Com o auxílio de um hematologista, os exames de Lia foram enviados para avaliação em Campinas, São Paulo. Lá, a menina foi diagnosticada com talassemia major. "É uma anemia hereditária. A do meu marido não era tão grave. Isso foi detectado em mim e nos meus outros filhos, também, mas a Lia veio com uma forma mais agressiva da doença. Ali no consultório, o mundo caiu".

Compatível

De volta a Fortaleza, Lia recebia transfusões de sangue a cada 28 dias. "Ela era furada de 4 a 5 vezes. Para uma bebê de 11 meses, na época, era horrível. Ela gritava, chorava", lembra a mãe. A situação se agravou quando, em busca de doadores, exames apontaram que nenhum de seus irmãos era compatível para doação de medula óssea.

Em São Paulo, ela foi cadastrada no Registro Nacional de Doadores Voluntários de Medula Óssea (Redome), onde começou a espera por um doador compatível. Não levou muito tempo, e logo os exames para aferir a compatibilidade total foram iniciados. O transplante foi realizado no dia 14 de maio de 2018. "Nós vimos a nossa filhinha nascer de novo", relata.

Do lado de quem doa, também há sentimento de sobra.
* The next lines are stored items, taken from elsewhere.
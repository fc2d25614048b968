pub mod board_scene;
pub mod effects;
pub mod menu_scene;
pub mod options_scene;
pub mod starfield;

use ratatui::{
    layout::{Constraint, Direction, Layout, Rect},
    Frame,
};
use sweep::app::{App, Screen};

/// Main UI drawing function
pub fn draw_ui(frame: &mut Frame, app: &App) {
    let area = frame.size();

    starfield::render_starfield(frame.buffer_mut(), area, app.backdrop());

    match app.screen() {
        Screen::Menu => menu_scene::render_menu(frame, area, app),
        Screen::Options => options_scene::render_options(frame, area, app),
        Screen::Playing => {
            board_scene::render_board_scene(frame, area, app.session(), app.cursor())
        }
    }
}

/// Center a `width` x `height` box inside `area`, shrinking it to fit.
pub fn centered_rect(area: Rect, width: u16, height: u16) -> Rect {
    let width = width.min(area.width);
    let height = height.min(area.height);

    let v_chunks = Layout::default()
        .direction(Direction::Vertical)
        .constraints([
            Constraint::Length(area.height.saturating_sub(height) / 2),
            Constraint::Length(height),
            Constraint::Min(0),
        ])
        .split(area);

    let h_chunks = Layout::default()
        .direction(Direction::Horizontal)
        .constraints([
            Constraint::Length(area.width.saturating_sub(width) / 2),
            Constraint::Length(width),
            Constraint::Min(0),
        ])
        .split(v_chunks[1]);

    h_chunks[1]
}
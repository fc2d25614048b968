//! Title menu.

use ratatui::{
    layout::{Alignment, Rect},
    style::{Color, Modifier, Style},
    text::{Line, Span},
    widgets::{Block, Borders, Clear, Paragraph},
    Frame,
};
use sweep::app::{App, MenuItem};
use sweep::build_info::BUILD_LABEL;

pub fn render_menu(frame: &mut Frame, area: Rect, app: &App) {
    let menu_area = super::centered_rect(area, 34, 13);
    frame.render_widget(Clear, menu_area);

    let block = Block::default()
        .title(" Sweep ")
        .borders(Borders::ALL)
        .border_style(Style::default().fg(Color::Yellow));
    let inner = block.inner(menu_area);
    frame.render_widget(block, menu_area);

    let settings = app.settings();
    let mut lines = vec![
        Line::from(Span::styled(
            "S W E E P",
            Style::default()
                .fg(Color::Yellow)
                .add_modifier(Modifier::BOLD),
        )),
        Line::from(Span::styled(
            format!(
                "{} - {}x{}",
                settings.difficulty.name(),
                settings.board_size,
                settings.board_size
            ),
            Style::default().fg(Color::DarkGray),
        )),
        Line::from(""),
    ];

    for (index, item) in MenuItem::ALL.iter().enumerate() {
        let selected = index == app.menu_index();
        let (prefix, style) = if selected {
            (
                "> ",
                Style::default()
                    .fg(Color::Cyan)
                    .add_modifier(Modifier::BOLD),
            )
        } else {
            ("  ", Style::default().fg(Color::White))
        };
        lines.push(Line::from(Span::styled(
            format!("{}{}", prefix, item.label()),
            style,
        )));
    }

    lines.push(Line::from(""));
    lines.push(Line::from(Span::styled(
        "[Up/Down] Select  [Enter] OK",
        Style::default().fg(Color::DarkGray),
    )));
    lines.push(Line::from(Span::styled(
        BUILD_LABEL,
        Style::default().fg(Color::DarkGray),
    )));

    frame.render_widget(Paragraph::new(lines).alignment(Alignment::Center), inner);
}
//! Translation between screen coordinates and board cells.

/// Map a pointer position to the 1-indexed `(row, col)` of a square-celled board.
///
/// Returns `None` when the pointer lies outside the board.
pub fn map_pointer_to_cell(
    x: f64,
    y: f64,
    board_origin_x: f64,
    board_origin_y: f64,
    cell_size: f64,
    board_size: usize,
) -> Option<(usize, usize)> {
    BoardGeometry::square(board_origin_x, board_origin_y, cell_size, board_size).map_pointer(x, y)
}

/// Screen placement of a board. Recomputed whenever the viewport changes.
///
/// Cells may be wider than tall: terminal cells are two columns per board cell.
#[derive(Debug, Clone, Copy, PartialEq)]
pub struct BoardGeometry {
    pub origin_x: f64,
    pub origin_y: f64,
    pub cell_width: f64,
    pub cell_height: f64,
    pub board_size: usize,
}

impl BoardGeometry {
    pub fn square(origin_x: f64, origin_y: f64, cell_size: f64, board_size: usize) -> Self {
        Self {
            origin_x,
            origin_y,
            cell_width: cell_size,
            cell_height: cell_size,
            board_size,
        }
    }

    /// Cell under the pointer, or `None` outside `[1, board_size]` on either axis.
    pub fn map_pointer(&self, x: f64, y: f64) -> Option<(usize, usize)> {
        if self.cell_width <= 0.0 || self.cell_height <= 0.0 {
            return None;
        }

        let col = ((x - self.origin_x) / self.cell_width).floor() + 1.0;
        let row = ((y - self.origin_y) / self.cell_height).floor() + 1.0;
        let max = self.board_size as f64;

        if !(row.is_finite() && col.is_finite()) {
            return None;
        }
        if row < 1.0 || col < 1.0 || row > max || col > max {
            return None;
        }

        Some((row as usize, col as usize))
    }

    /// Top-left screen position of a 1-indexed cell.
    pub fn cell_origin(&self, row: usize, col: usize) -> (f64, f64) {
        (
            self.origin_x + (col as f64 - 1.0) * self.cell_width,
            self.origin_y + (row as f64 - 1.0) * self.cell_height,
        )
    }

    /// Screen extent of the whole board.
    pub fn pixel_size(&self) -> (f64, f64) {
        (
            self.cell_width * self.board_size as f64,
            self.cell_height * self.board_size as f64,
        )
    }
}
O farmacêutico André Teixeira, 35, é doador de sangue desde 1998, mas só veio a doar medula óssea em 2013. "Eu me cadastrei no Redome em 2011, e saí de lá com a seguinte mensagem: poxa, a probabilidade de um para cem mil, para encontrar alguém compatível, é muito difícil".

Ao receber a ligação do Registro informando sua compatibilidade com um paciente, André passou por uma série de exames para confirmar a compatibilidade. "Existem dois jeitos para doar, por punção do osso da bacia, que é um procedimento cirúrgico simples em que você doa pela manhã e no dia seguinte tem alta, e por aférese. Eu doei por aférese, que você tem que tomar umas injeções para estimular sua medula óssea a produzir células-tronco de maneira exagerada", diz.

Tratamento

Após cinco dias recebendo aplicações, a doação foi agendada. Pela aférese, uma agulhada é inserida em cada braço do doador. O material colhido é centrifugado, e somente a medula é guardada. O sangue, então, retorna ao corpo.

Para doenças como leucemia e falência da medula óssea, o transplante é o único tratamento curativo, segundo Fernando Barroso, também chefe do serviço de hematologia e transplante de medula óssea do Hospital Universitário Walter Cantídio.

"Quando você vai doar a medula, a gente faz o seu registro genético, que é o antígeno registro de compatibilidade (HLA, na sigla em inglês) e baseado nisso, você é cadastrado", explica. Barroso destaca que, através do Redome, o Ceará integra uma rede mundial que recebe e envia medulas doadas de outros países, desde 2012. Até hoje, cerca de 30 medulas ósseas foram enviadas, e aproximadamente 15 foram recebidas. "Recentemente, nós recebemos uma medula de Los Angeles, que foi transplantada em um cearense, e já mandamos para a Europa e para os Estados Unidos".

Um protocolo de sigilo impede que doador e transplantado sejam apresentados antes que o procedimento complete dois anos. Para expressar sua gratidão, a família de Lia enviou uma carta ao doador. "Hoje ela está curada, com algumas restrições. Está com três aninhos. Queremos conhecer a pessoa. Curar alguém através do seu sangue é engrandecedor", afirma Juliana Roma.

André teve a oportunidade de encontrar o paciente que recebeu sua doação em 2015. "Foi emocionante conhecê-lo, saber que ele tem meu DNA. E mais importante: 'tá' curado".